Drugs, booze and dead blokes. What happens when we don't pay attention.
There were a few grim pieces of news this week that show that humanity’s relentless advancement is anything but baked in.
The first is that life expectancy in the UK is going backwards:
British adults’ life expectancy has been cut by six months in the biggest reduction in official longevity forecasts.
The Institute and Faculty of Actuaries, which calculates life expectancy on behalf of the UK pension industry, declined to speculate on why longevity is deteriorating for men and women in England and Wales. Some analysts, however, blame austerity and cuts in NHS spending, others point to worsening obesity, dementia and diabetes.
The institute said it now expects men aged 65 to die at 86.9 years, down from its previous estimate of 87.4 years, while women who reach 65 are likely to die at 89.2 years, down from 89.7 years.
The actuaries said the evidence of slowing life expectancy that first emerged around 2010-11 is “a trend as opposed to a blip”.
Falling longevity has accelerated.

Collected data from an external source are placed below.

impl Parser {
    #[must_use]
    pub fn new() -> Self {
        Self {
            state: State::Ground,
            csi: CsiParams::default(),
            utf8_buf: [0; 4],
            utf8_len: 0,
            utf8_remaining: 0,
        }
    }

    /// Feed a chunk of bytes, collecting all actions it completes.
    pub fn feed(&mut self, bytes: &[u8]) -> Vec<Action> {
        let mut actions = Vec::new();
        for &b in bytes {
            self.advance(b, &mut actions);
        }
        actions
    }

    fn advance(&mut self, byte: u8, out: &mut Vec<Action>) {
        match self.state {
            State::Ground => self.ground(byte, out),
            State::Esc => self.esc(byte, out),
            State::EscIntermediate => {
                // Charset designator byte. Charset switching is accepted and
                // ignored.
                self.state = State::Ground;
            }
            State::Csi => self.csi(byte, out),
            State::Osc => {
                match byte {
                    0x07 => self.state = State::Ground,
                    0x1b => self.state = State::OscEsc,
                    _ => {}
                }
            }
            State::OscEsc => {
                // ESC \ (ST) ends the OSC string. Any other byte means the
                // ESC belonged to the payload; keep discarding.
                self.state = if byte == b'\\' { State::Ground } else { State::Osc };
            }
            State::Utf8 => self.utf8_continuation(byte, out),
        }
    }

    fn ground(&mut self, byte: u8, out: &mut Vec<Action>) {
        match byte {
            0x1b => self.state = State::Esc,
            b'\n' | 0x0b | 0x0c => out.push(Action::LineFeed),
            b'\r' => out.push(Action::CarriageReturn),
            b'\t' => out.push(Action::Tab),
            0x08 => out.push(Action::Backspace),
            0x07 => out.push(Action::Bell),
            0x00..=0x1f | 0x7f => {
                // Remaining C0 controls and DEL are ignored.
            }
            0x20..=0x7e => out.push(Action::Print(byte as char)),
            _ => self.utf8_start(byte),
        }
    }

    fn esc(&mut self, byte: u8, out: &mut Vec<Action>) {
        self.state = State::Ground;
        match byte {
            b'[' => {
                self.csi.clear();
                self.state = State::Csi;
            }
            b']' => self.state = State::Osc,
            b'(' | b')' | b'*' | b'+' => self.state = State::EscIntermediate,
            b'7' => out.push(Action::SaveCursor),
            b'8' => out.push(Action::RestoreCursor),
            b'D' => out.push(Action::Index),
            b'M' => out.push(Action::ReverseIndex),
            b'E' => out.push(Action::NextLine),
            b'c' => out.push(Action::FullReset),
            b'=' | b'>' => {
                // Keypad application/numeric mode: accepted, no state change.
            }
            _ => {
                // Unrecognized escape: swallow the final byte.
            }
        }
    }

    fn csi(&mut self, byte: u8, out: &mut Vec<Action>) {
        match byte {
            b'0'..=b'9' => self.csi.digit(byte - b'0'),
            b';' => self.csi.commit(),
            b'?' => self.csi.private = true,
            // Other prefix/intermediate bytes are tolerated and ignored.
            b' '..=b'/' | b':' | b'<' | b'=' | b'>' => {}
            0x40..=0x7e => {
                self.state = State::Ground;
                self.dispatch_csi(byte, out);
            }
            0x1b => {
                // A new escape aborts the sequence.
                self.state = State::Esc;
            }
            _ => {
                // C0 or stray byte inside CSI: abort, no action.
                self.state = State::Ground;
            }
        }
    }

    fn dispatch_csi(&mut self, final_byte: u8, out: &mut Vec<Action>) {
        let private = self.csi.private;
        let params = self.csi.finish();
        let n = |i: usize| one_or(&params, i);
        match final_byte {
            b'A' => out.push(Action::CursorUp(n(0))),
            b'B' => out.push(Action::CursorDown(n(0))),
            b'C' => out.push(Action::CursorForward(n(0))),
            b'D' => out.push(Action::CursorBack(n(0))),
            b'E' => out.push(Action::CursorNextLine(n(0))),
            b'F' => out.push(Action::CursorPrevLine(n(0))),
            b'G' => out.push(Action::CursorColumn(n(0))),
            b'd' => out.push(Action::CursorRow(n(0))),
            b'H' | b'f' => out.push(Action::CursorPosition {
                row: n(0),
                col: n(1),
            }),
            b'Z' => out.push(Action::BackTab(n(0))),
            b'J' => out.push(Action::EraseInDisplay(zero_or(&params, 0) as u8)),
            b'K' => out.push(Action::EraseInLine(zero_or(&params, 0) as u8)),
            b'X' => out.push(Action::EraseChars(n(0))),
            b'@' => out.push(Action::InsertChars(n(0))),
            b'P' => out.push(Action::DeleteChars(n(0))),
            b'L' => out.push(Action::InsertLines(n(0))),
            b'M' => out.push(Action::DeleteLines(n(0))),
            b'S' => out.push(Action::ScrollUp(n(0))),
            b'T' => out.push(Action::ScrollDown(n(0))),
            b'r' => out.push(Action::SetScrollRegion {
                top: zero_or(&params, 0),
                bottom: zero_or(&params, 1),
            }),
            b'm' => out.push(Action::Sgr(params)),
            b'h' => out.push(Action::SetMode { params, private }),
            b'l' => out.push(Action::ResetMode { params, private }),
            b's' => out.push(Action::SaveCursor),
            b'u' => out.push(Action::RestoreCursor),
            b'g' => {
                // TBC: tab stops are fixed every 8 columns, not programmable.
            }
            _ => {
                // Unknown final: the sequence is consumed with no mutation.
            }
        }
    }

    fn utf8_start(&mut self, byte: u8) {
        let remaining = match byte {
            0xc2..=0xdf => 1,
            0xe0..=0xef => 2,
            0xf0..=0xf4 => 3,
            _ => return, // invalid lead byte, dropped
        };
        self.utf8_buf[0] = byte;
        self.utf8_len = 1;
        self.utf8_remaining = remaining;
        self.state = State::Utf8;
    }

    fn utf8_continuation(&mut self, byte: u8, out: &mut Vec<Action>) {
        if byte & 0xc0 != 0x80 {
            // Broken sequence: drop it and reprocess this byte from ground.
            self.state = State::Ground;
            self.utf8_len = 0;
            self.utf8_remaining = 0;
            self.advance(byte, out);
            return;
        }
        self.utf8_buf[self.utf8_len] = byte;
        self.utf8_len += 1;
        self.utf8_remaining -= 1;
        if self.utf8_remaining == 0 {
            self.state = State::Ground;
            if let Ok(s) = std::str::from_utf8(&self.utf8_buf[..self.utf8_len]) {
                if let Some(ch) = s.chars().next() {
                    out.push(Action::Print(ch));
                }
            }
            self.utf8_len = 0;
        }
    }
}
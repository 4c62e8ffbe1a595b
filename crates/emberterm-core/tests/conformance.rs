//! End-to-end byte-feed scenarios exercising the parser and screen
//! together, the way a PTY-connected host drives them.

use emberterm_core::{Cell, Color, Cursor, Parser, Screen, ScrollRegion, SgrFlags};

struct Term {
    parser: Parser,
    screen: Screen,
}

impl Term {
    fn new(cols: u16, rows: u16) -> Self {
        Self {
            parser: Parser::new(),
            screen: Screen::new(cols, rows, 200),
        }
    }

    fn feed(&mut self, bytes: &[u8]) {
        for action in self.parser.feed(bytes) {
            self.screen.apply(&action);
        }
    }

    fn row_text(&self, row: u16) -> String {
        self.screen
            .grid()
            .row_cells(row)
            .unwrap()
            .iter()
            .map(|c| c.content)
            .collect::<String>()
            .trim_end()
            .to_string()
    }
}

#[test]
fn shell_prompt_with_colors() {
    let mut t = Term::new(40, 10);
    t.feed(b"\x1b[32muser@host\x1b[0m:\x1b[34m~/src\x1b[0m$ ");
    assert_eq!(t.row_text(0), "user@host:~/src$");
    assert_eq!(t.screen.grid().cell(0, 0).unwrap().attrs.fg, Color::Named(2));
    assert_eq!(t.screen.grid().cell(0, 9).unwrap().attrs.fg, Color::Default);
    assert_eq!(
        t.screen.grid().cell(0, 10).unwrap().attrs.fg,
        Color::Named(4)
    );
}

#[test]
fn red_hello_scenario() {
    let mut t = Term::new(80, 24);
    t.feed(b"\x1b[31mHELLO\x1b[0m");
    for col in 0..5 {
        let cell = t.screen.grid().cell(0, col).unwrap();
        assert_eq!(cell.attrs.fg, Color::Named(1));
    }
    assert_eq!(t.screen.grid().cell(0, 5).unwrap().attrs.fg, Color::Default);
    assert_eq!(t.row_text(0), "HELLO");
}

#[test]
fn thirty_lines_on_80x24_yield_six_scrollback_lines() {
    let mut t = Term::new(80, 24);
    let text: String = (1..=30)
        .map(|i| format!("line {i}"))
        .collect::<Vec<_>>()
        .join("\r\n");
    t.feed(text.as_bytes());
    assert_eq!(t.screen.scrollback().len(), 6);
    assert_eq!(t.screen.cursor().row, 23);
    assert_eq!(t.row_text(0), "line 7");
    assert_eq!(t.row_text(23), "line 30");
}

#[test]
fn full_screen_program_lifecycle() {
    let mut t = Term::new(20, 5);
    t.feed(b"$ vim file\r\n");
    t.feed(b"\x1b[?1049h\x1b[2J\x1b[H\x1b[7m file.txt \x1b[0m");
    assert!(t.screen.is_alternate());
    assert!(
        t.screen
            .grid()
            .cell(0, 1)
            .unwrap()
            .attrs
            .flags
            .contains(SgrFlags::INVERSE)
    );
    t.feed(b"\x1b[?1049l");
    assert!(!t.screen.is_alternate());
    assert_eq!(t.row_text(0), "$ vim file");
}

#[test]
fn scroll_region_status_line_stays_fixed() {
    let mut t = Term::new(20, 6);
    t.feed(b"\x1b[6;1H[status]");
    t.feed(b"\x1b[1;5r\x1b[5;1H");
    for i in 0..8 {
        t.feed(format!("line{i}\r\n").as_bytes());
    }
    assert_eq!(t.row_text(5), "[status]");
    assert_eq!(
        t.screen.scroll_region(),
        ScrollRegion { top: 0, bottom: 4 }
    );
    assert!(t.screen.scrollback().is_empty());
}

#[test]
fn csi_sequences_split_across_reads() {
    let mut t = Term::new(20, 5);
    t.feed(b"\x1b");
    t.feed(b"[3");
    t.feed(b";4");
    t.feed(b"Hx");
    assert_eq!(t.screen.cursor(), Cursor { row: 2, col: 4 });
    assert_eq!(t.screen.grid().cell(2, 3).unwrap().content, 'x');
}

#[test]
fn utf8_and_wide_output() {
    let mut t = Term::new(10, 3);
    t.feed("naïve 日本".as_bytes());
    assert_eq!(t.screen.grid().cell(0, 2).unwrap().content, 'ï');
    // '日' occupies columns 6-7, '本' columns 8-9.
    assert!(t.screen.grid().cell(0, 6).unwrap().is_wide());
    assert!(t.screen.grid().cell(0, 8).unwrap().is_wide());
}

#[test]
fn clear_and_repaint_is_idempotent() {
    let mut t = Term::new(30, 8);
    t.feed(b"some output\r\nmore output\r\n");
    t.feed(b"\x1b[2J\x1b[H");
    let first = t.screen.grid().clone();
    t.feed(b"\x1b[2J\x1b[H");
    assert_eq!(*t.screen.grid(), first);
}

#[test]
fn progress_bar_rewrites_one_row() {
    let mut t = Term::new(30, 5);
    t.feed(b"step 1\r\n");
    t.screen.take_dirty();
    t.feed(b"\r[=====>    ] 50%");
    let dirty = t.screen.take_dirty();
    assert!(!dirty.is_all());
    assert_eq!(dirty.iter().collect::<Vec<_>>(), vec![1]);
    assert_eq!(t.row_text(1), "[=====>    ] 50%");
}

#[test]
fn title_and_unknown_sequences_are_harmless() {
    let mut t = Term::new(20, 5);
    t.feed(b"\x1b]0;window title\x07");
    t.feed(b"\x1b]8;;http://x\x1b\\");
    t.feed(b"\x1b[>4;2m\x1b[12$p");
    t.feed(b"ok");
    assert_eq!(t.row_text(0), "ok");
}

#[test]
fn malformed_stream_then_recovery() {
    let mut t = Term::new(20, 5);
    t.feed(&[0x1b, b'[', 0xff, 0xc3]);
    t.feed(b"back");
    assert!(t.row_text(0).contains("back"));
}

#[test]
fn resize_preserves_visible_content() {
    let mut t = Term::new(10, 4);
    t.feed(b"keep\r\nthis");
    t.screen.resize(8, 3);
    assert_eq!(t.row_text(0), "keep");
    assert_eq!(t.row_text(1), "this");
    t.feed(b"!");
    assert_eq!(t.row_text(1), "this!");
}

#[test]
fn erase_variants_leave_default_cells() {
    let mut t = Term::new(10, 3);
    t.feed(b"\x1b[45mxxxxxxxxxx\x1b[1;5H\x1b[0K");
    for col in 4..10 {
        assert_eq!(*t.screen.grid().cell(0, col).unwrap(), Cell::blank());
    }
    assert_eq!(
        t.screen.grid().cell(0, 3).unwrap().attrs.bg,
        Color::Named(5)
    );
}
//! Terminal cell: character content plus SGR attributes.

use bitflags::bitflags;
use unicode_width::UnicodeWidthChar;

bitflags! {
    /// Text style attributes set via SGR sequences.
    ///
    /// The engine's style model is deliberately small: bold, underline, and
    /// inverse are honored end to end. Other SGR attributes are parsed and
    /// dropped so that unknown styling never corrupts state.
    #[derive(Debug, Clone, Copy, PartialEq, Eq, Hash, Default)]
    pub struct SgrFlags: u8 {
        const BOLD = 1 << 0;
        const UNDERLINE = 1 << 1;
        const INVERSE = 1 << 2;
    }
}

bitflags! {
    /// Structural cell flags (distinct from visual SGR attributes).
    #[derive(Debug, Clone, Copy, PartialEq, Eq, Hash, Default)]
    pub struct CellFlags: u8 {
        /// Leading cell of a character occupying two columns.
        const WIDE = 1 << 0;
        /// Trailing placeholder of a wide character. Never rendered standalone.
        const WIDE_TAIL = 1 << 1;
    }
}

/// A color as specified by SGR sequences.
#[derive(Debug, Clone, Copy, PartialEq, Eq, Hash, Default)]
pub enum Color {
    /// Terminal default foreground or background.
    #[default]
    Default,
    /// One of the 16 base colors (0-7 normal, 8-15 bright).
    Named(u8),
    /// 256-color palette index.
    Indexed(u8),
    /// 24-bit truecolor.
    Rgb(u8, u8, u8),
}

/// The visual attributes a cell carries: style flags plus colors.
#[derive(Debug, Clone, Copy, PartialEq, Eq, Hash, Default)]
pub struct SgrAttrs {
    pub flags: SgrFlags,
    pub fg: Color,
    pub bg: Color,
}

impl SgrAttrs {
    #[must_use]
    pub const fn new() -> Self {
        Self {
            flags: SgrFlags::empty(),
            fg: Color::Default,
            bg: Color::Default,
        }
    }
}

/// A single terminal cell.
#[derive(Debug, Clone, Copy, PartialEq, Eq, Hash)]
pub struct Cell {
    pub content: char,
    pub flags: CellFlags,
    pub attrs: SgrAttrs,
}

impl Default for Cell {
    fn default() -> Self {
        Self::blank()
    }
}

impl Cell {
    /// A blank cell with default attributes.
    #[must_use]
    pub const fn blank() -> Self {
        Self {
            content: ' ',
            flags: CellFlags::empty(),
            attrs: SgrAttrs::new(),
        }
    }

    /// A cell holding `content` with the given attributes.
    #[must_use]
    pub const fn with_attrs(content: char, attrs: SgrAttrs) -> Self {
        Self {
            content,
            flags: CellFlags::empty(),
            attrs,
        }
    }

    /// The leading cell of a wide character.
    #[must_use]
    pub const fn wide(content: char, attrs: SgrAttrs) -> Self {
        Self {
            content,
            flags: CellFlags::WIDE,
            attrs,
        }
    }

    /// The trailing placeholder of a wide character.
    #[must_use]
    pub const fn wide_tail(attrs: SgrAttrs) -> Self {
        Self {
            content: ' ',
            flags: CellFlags::WIDE_TAIL,
            attrs,
        }
    }

    /// Reset to a blank with default attributes.
    ///
    /// Erase operations always fill with defaults; the current writing style
    /// never leaks into erased regions.
    pub fn erase(&mut self) {
        *self = Self::blank();
    }

    #[must_use]
    pub fn is_wide(&self) -> bool {
        self.flags.contains(CellFlags::WIDE)
    }

    #[must_use]
    pub fn is_wide_tail(&self) -> bool {
        self.flags.contains(CellFlags::WIDE_TAIL)
    }

    /// Display width of `ch` in terminal columns: 0, 1, or 2.
    ///
    /// Zero-width characters (combining marks) are reported as 0 and are not
    /// given their own cell. Control characters never reach this path; the
    /// parser consumes them.
    #[must_use]
    pub fn display_width(ch: char) -> usize {
        UnicodeWidthChar::width(ch).unwrap_or(0)
    }
}
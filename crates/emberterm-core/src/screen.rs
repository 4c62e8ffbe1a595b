//! Screen state: grid plus cursor, style, scroll region, alternate screen,
//! scrollback, and dirty-row tracking.
//!
//! [`Screen::apply`] is the interpreter for parser [`Action`]s. Every
//! mutator clamps its inputs; nothing in this module panics on hostile
//! escape-sequence output.

use std::collections::BTreeSet;

use bitflags::bitflags;

use crate::cell::{Cell, Color, SgrAttrs, SgrFlags};
use crate::grid::Grid;
use crate::parser::Action;
use crate::scrollback::Scrollback;

const TAB_WIDTH: u16 = 8;

bitflags! {
    /// Terminal modes toggled via SM/RM and DECSET/DECRST.
    #[derive(Debug, Clone, Copy, PartialEq, Eq)]
    pub struct Mode: u16 {
        const AUTOWRAP = 1 << 0;
        const CURSOR_VISIBLE = 1 << 1;
        const ALT_SCREEN = 1 << 2;
        const BRACKETED_PASTE = 1 << 3;
        const MOUSE_BUTTON = 1 << 4;
        const MOUSE_DRAG = 1 << 5;
        const MOUSE_ANY = 1 << 6;
        const FOCUS_TRACKING = 1 << 7;
        const SGR_MOUSE = 1 << 8;
    }
}

impl Default for Mode {
    fn default() -> Self {
        Mode::AUTOWRAP | Mode::CURSOR_VISIBLE
    }
}

/// Cursor position in 0-based grid coordinates.
#[derive(Debug, Clone, Copy, PartialEq, Eq, Default)]
pub struct Cursor {
    pub row: u16,
    pub col: u16,
}

/// DECSC/DECRC snapshot: position plus the active style.
#[derive(Debug, Clone, Copy)]
struct SavedCursor {
    cursor: Cursor,
    attrs: SgrAttrs,
}

/// Scrolling region, 0-based inclusive rows. Defaults to the full grid.
#[derive(Debug, Clone, Copy, PartialEq, Eq)]
pub struct ScrollRegion {
    pub top: u16,
    pub bottom: u16,
}

/// Rows that changed since the renderer last drained them.
#[derive(Debug, Clone, Default)]
pub struct DirtyLines {
    all: bool,
    rows: BTreeSet<u16>,
}

impl DirtyLines {
    pub fn mark(&mut self, row: u16) {
        if !self.all {
            self.rows.insert(row);
        }
    }

    pub fn mark_range(&mut self, start: u16, end_inclusive: u16) {
        if !self.all {
            for r in start..=end_inclusive {
                self.rows.insert(r);
            }
        }
    }

    pub fn mark_all(&mut self) {
        self.all = true;
        self.rows.clear();
    }

    #[must_use]
    pub fn is_all(&self) -> bool {
        self.all
    }

    #[must_use]
    pub fn is_empty(&self) -> bool {
        !self.all && self.rows.is_empty()
    }

    pub fn iter(&self) -> impl Iterator<Item = u16> + '_ {
        self.rows.iter().copied()
    }
}

/// Primary-screen state parked while the alternate screen is active.
#[derive(Debug, Clone)]
struct SavedPrimary {
    grid: Grid,
    cursor: Cursor,
}

/// The complete terminal screen model.
#[derive(Debug, Clone)]
pub struct Screen {
    grid: Grid,
    cursor: Cursor,
    attrs: SgrAttrs,
    modes: Mode,
    region: ScrollRegion,
    saved_cursor: Option<SavedCursor>,
    alt_saved: Option<SavedPrimary>,
    scrollback: Scrollback,
    dirty: DirtyLines,
    wrap_pending: bool,
}
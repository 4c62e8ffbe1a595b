//! Selection spans over the combined scrollback + viewport line space.

use crate::cell::Cell;
use crate::screen::Screen;

/// A position in the combined buffer: `line` counts from the oldest
/// scrollback line, so viewport row `r` is `scrollback.len() + r`.
#[derive(Debug, Clone, Copy, PartialEq, Eq, PartialOrd, Ord)]
pub struct BufferPos {
    pub line: u32,
    pub col: u16,
}

impl BufferPos {
    #[must_use]
    pub const fn new(line: u32, col: u16) -> Self {
        Self { line, col }
    }

    /// Position of viewport cell `(row, col)` given the current scrollback
    /// depth.
    #[must_use]
    pub fn from_viewport(screen: &Screen, row: u16, col: u16) -> Self {
        Self {
            line: screen.scrollback().len() as u32 + u32::from(row),
            col,
        }
    }
}

/// An anchored selection. `start` is where the drag began; the span may
/// run in either direction.
#[derive(Debug, Clone, Copy, PartialEq, Eq)]
pub struct Selection {
    pub start: BufferPos,
    pub end: BufferPos,
}

impl Selection {
    #[must_use]
    pub const fn new(anchor: BufferPos) -> Self {
        Self {
            start: anchor,
            end: anchor,
        }
    }

    /// The span ordered top-left to bottom-right.
    #[must_use]
    pub fn normalized(&self) -> (BufferPos, BufferPos) {
        if self.start <= self.end {
            (self.start, self.end)
        } else {
            (self.end, self.start)
        }
    }

    #[must_use]
    pub fn is_empty(&self) -> bool {
        self.start == self.end
    }

    /// Whether the cell at `pos` falls inside the span (inclusive ends).
    #[must_use]
    pub fn contains(&self, pos: BufferPos) -> bool {
        let (first, last) = self.normalized();
        if pos.line < first.line || pos.line > last.line {
            return false;
        }
        if first.line == last.line {
            return pos.col >= first.col && pos.col <= last.col;
        }
        if pos.line == first.line {
            return pos.col >= first.col;
        }
        if pos.line == last.line {
            return pos.col <= last.col;
        }
        true
    }

    /// Extract the selected text.
    ///
    /// Wide tails are skipped, trailing whitespace is trimmed per row, and
    /// rows are joined with `\n`.
    #[must_use]
    pub fn extract_text(&self, screen: &Screen) -> String {
        let (first, last) = self.normalized();
        let mut out = String::new();
        for line in first.line..=last.line {
            let Some(cells) = line_cells(screen, line) else {
                continue;
            };
            let start_col = if line == first.line { first.col } else { 0 };
            let end_col = if line == last.line {
                usize::from(last.col).min(cells.len().saturating_sub(1))
            } else {
                cells.len().saturating_sub(1)
            };
            let mut row_text = String::new();
            for cell in cells
                .iter()
                .take(end_col + 1)
                .skip(usize::from(start_col))
            {
                if cell.is_wide_tail() {
                    continue;
                }
                row_text.push(cell.content);
            }
            let trimmed = row_text.trim_end();
            if line > first.line {
                out.push('\n');
            }
            out.push_str(trimmed);
        }
        out
    }
}

/// Cells of one combined-buffer line: scrollback below `len`, viewport
/// above.
fn line_cells<'a>(screen: &'a Screen, line: u32) -> Option<&'a [Cell]> {
    let sb_len = screen.scrollback().len() as u32;
    if line < sb_len {
        screen
            .scrollback()
            .line(line as usize)
            .map(|l| l.cells.as_slice())
    } else {
        let row = line - sb_len;
        if row > u32::from(u16::MAX) {
            return None;
        }
        screen.grid().row_cells(row as u16)
    }
}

Last year’s analysis cut forecasted life expectancy by two months. This year it took off another six months.
Compared with 2015, projections for life expectancy are now down by 13 months for men and 14 months for women.
That’s a full year Brits have lost of their lives. Those aggregate statistics feel kind of meaningless – like they don’t apply to you. But they have to apply to somebody.
And as a society, Britain has to face the fact that its citizens are going to enjoy a year less than expected.
(Where’s the rioting and blood on the streets?)
At the same time as all this is going on in the UK, across the ditch in America, life expectancy has also fallen for three years in a row.
This trend has been driven by drug, alcohol and suicide deaths, which have risen to record levels.
That drugs one is alarming. Look at that sudden spike. But this isn’t your hardcore street drugs like heroin and ice. This is opioids and over-the-counter pain killers.
But the suicide rate is tragic as well (and connected). This is one area where you don’t want to be going backwards as a society. But with rural areas being hollowed out economically, rural American men are becoming very vulnerable to tragedy.
Anyway, I guess I wanted to share this because it reinforces the idea that human progress is human-made. For a few hundred years our life expectancy has been steadily advancing.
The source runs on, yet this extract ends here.